Leia – Filho de Ibaneis comprou duplex por R$ 9,2 milhões
Leia – PL e PT se unem em críticas contra Ibaneis Rocha
Entendendo o Fundo Solidário Garantidor (FSG)
O FSG é um fundo administrado pelo Iprev que cumpre um papel crucial como reserva patrimonial e estabilizador financeiro. Seu propósito é garantir a sustentabilidade do Regime Próprio de Previdência Social do Distrito Federal (RPPS/DF). De acordo com os dados apresentados na representação, cerca de R$ 531 milhões do patrimônio previdenciário do Distrito Federal estão atualmente investidos em ações do BRB, o que corresponde a 12,33% do capital total do banco.
As Preocupações Levantadas pelo Sindical
O Sindical manifestou preocupação em três frentes principais: a governança dos investimentos, a gestão de riscos e as implicações de uma recente mudança na legislação previdenciária do DF. Essa alteração, que se deu com a aprovação da Lei Complementar nº 1.051/2025, agora permite que o Iprev utilize até 100% da rentabilidade líquida do FSG para o pagamento de aposentadorias e pensões, contanto que o capital principal do fundo seja preservado.
Diante desse cenário, o sindicato solicitou uma avaliação específica dos riscos indiretos da carteira de investimentos do Iprev. Isso inclui a análise da “exposição dos fundos e demais veículos de investimento a instituições financeiras ou ativos relacionados ao BRB e ao Banco Master; os mecanismos de monitoramento de risco de crédito e de contraparte; e a adequação das salvaguardas existentes para mitigar eventual contágio ou concentração excessiva de risco”.

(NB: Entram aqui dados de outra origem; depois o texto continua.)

#[async_trait]
impl AccessRequestStore for PgStore {
    async fn access_request_by_username(&self, username: &str) -> Result<Option<AccessRequest>> {
        let query = r"
            SELECT id, username, display_username, name, email, reason, status,
                   requested_at, reviewed_at, reviewed_by, reviewer_notes
            FROM access_requests
            WHERE username = $1
            LIMIT 1
        ";
        fetch_access_request(&self.pool, query, username).await
    }

    async fn access_request_by_email(&self, email: &str) -> Result<Option<AccessRequest>> {
        let query = r"
            SELECT id, username, display_username, name, email, reason, status,
                   requested_at, reviewed_at, reviewed_by, reviewer_notes
            FROM access_requests
            WHERE email = $1
            LIMIT 1
        ";
        fetch_access_request(&self.pool, query, email).await
    }

    async fn insert_access_request(&self, request: NewAccessRequest) -> Result<InsertOutcome> {
        let query = r"
            INSERT INTO access_requests
                (id, username, display_username, name, email, reason, status)
            VALUES ($1, $2, $3, $4, $5, $6, 'pending')
            RETURNING id, username, display_username, name, email, reason, status,
                      requested_at, reviewed_at, reviewed_by, reviewer_notes
        ";
        let row = sqlx::query(query)
            .bind(Uuid::new_v4())
            .bind(&request.username)
            .bind(&request.display_username)
            .bind(&request.name)
            .bind(&request.email)
            .bind(&request.reason)
            .fetch_one(&self.pool)
            .instrument(db_span("INSERT", query))
            .await;

        match row {
            Ok(row) => Ok(InsertOutcome::Created(access_request_from_row(&row)?)),
            Err(err) if is_unique_violation(&err) => {
                if violated_constraint(&err) == Some(ACCESS_REQUEST_USERNAME_KEY) {
                    Ok(InsertOutcome::UsernameTaken)
                } else {
                    Ok(InsertOutcome::EmailTaken)
                }
            }
            Err(err) => Err(err).context("failed to insert access request"),
        }
    }

    async fn list_access_requests(&self) -> Result<Vec<AccessRequest>> {
        let query = r"
            SELECT id, username, display_username, name, email, reason, status,
                   requested_at, reviewed_at, reviewed_by, reviewer_notes
            FROM access_requests
            ORDER BY (status = 'pending') DESC, requested_at DESC
        ";
        let rows = sqlx::query(query)
            .fetch_all(&self.pool)
            .instrument(db_span("SELECT", query))
            .await
            .context("failed to list access requests")?;
        rows.iter().map(access_request_from_row).collect()
    }

    async fn review_access_request(&self, review: Review) -> Result<ReviewOutcome> {
        let mut tx = self
            .pool
            .begin()
            .await
            .context("begin review transaction")?;

        // Lock the row so concurrent reviews serialize on it.
        let query = r"
            SELECT id, username, display_username, name, email, reason, status,
                   requested_at, reviewed_at, reviewed_by, reviewer_notes
            FROM access_requests
            WHERE id = $1
            FOR UPDATE
        ";
        let row = sqlx::query(query)
            .bind(review.id)
            .fetch_optional(&mut *tx)
            .instrument(db_span("SELECT", query))
            .await
            .context("failed to lock access request")?;

        // Early returns drop `tx`, which rolls it back.
        let Some(current) = row.as_ref().map(access_request_from_row).transpose()? else {
            return Ok(ReviewOutcome::NotFound);
        };
        if !current.is_pending() {
            return Ok(ReviewOutcome::NotPending);
        }

        let user = match review.decision {
            ReviewDecision::Approve => {
                let new_user = NewUser {
                    username: current.username.clone(),
                    display_username: current.display_username.clone(),
                    name: Some(current.name.clone()),
                    email: current.email.clone(),
                    role: Role::User,
                };
                match insert_user_tx(&mut tx, &new_user, None).await? {
                    Some(user) => Some(user),
                    None => return Ok(ReviewOutcome::UserConflict),
                }
            }
            ReviewDecision::Reject => None,
        };

        let status = match review.decision {
            ReviewDecision::Approve => "approved",
            ReviewDecision::Reject => "rejected",
        };
        let query = r"
            UPDATE access_requests
            SET status = $2,
                reviewed_at = NOW(),
                reviewed_by = $3,
                reviewer_notes = $4,
                updated_at = NOW()
            WHERE id = $1 AND status = 'pending'
            RETURNING id, username, display_username, name, email, reason, status,
                      requested_at, reviewed_at, reviewed_by, reviewer_notes
        ";
        let row = sqlx::query(query)
            .bind(review.id)
            .bind(status)
            .bind(review.reviewer)
            .bind(&review.notes)
            .fetch_optional(&mut *tx)
            .instrument(db_span("UPDATE", query))
            .await
            .context("failed to update access request status")?;

        let Some(row) = row else {
            return Ok(ReviewOutcome::NotPending);
        };
        let request = access_request_from_row(&row)?;

        tx.commit().await.context("commit review transaction")?;

        Ok(match user {
            Some(user) => ReviewOutcome::Approved { request, user },
            None => ReviewOutcome::Rejected { request },
        })
    }
}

Acompanhamento Legislativo
Além das investigações sobre os investimentos, o Tribunal de Contas também determinou que sua equipe técnica monitore de perto a discussão na Câmara Legislativa. O foco será o veto imposto pelo governador do DF, Ibaneis Rocha, a um trecho específico da Lei nº 7.845/2026. O dispositivo vetado estabelecia que o Iprev deveria ter uma participação societária mínima de 20% em operações de transferência ou monetização de bens e direitos do Distrito Federal realizadas em favor do BRB.

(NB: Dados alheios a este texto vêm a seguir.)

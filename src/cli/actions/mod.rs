pub mod server;

mod run;

#[derive(Debug)]
pub enum Action {
    Server(server::Args),
}

impl Action {
    /// Execute the action.
    /// # Errors
    /// Returns an error if the action fails.
    pub async fn execute(self) -> anyhow::Result<()> {
        run::execute(self).await
    }
}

A medida, que foi vetada, tinha como objetivo principal recompor o patrimônio previdenciário e, consequentemente, assegurar o pagamento de aposentadorias e pensões aos beneficiários. (Informações fornecidas pela assessoria do TCDF)
Visão Geral
Em suma, o Iprev está sob escrutínio do TCDF, com um prazo de 30 dias para justificar seus investimentos no BRB, especialmente os recursos do FSG. As preocupações levantadas pelo Sindical abrangem a governança, a gestão de riscos e os efeitos de mudanças legislativas que afetam a utilização da rentabilidade do fundo. Paralelamente, o TCDF acompanhará as discussões sobre o veto do governador a uma medida que visava reforçar o patrimônio previdenciário.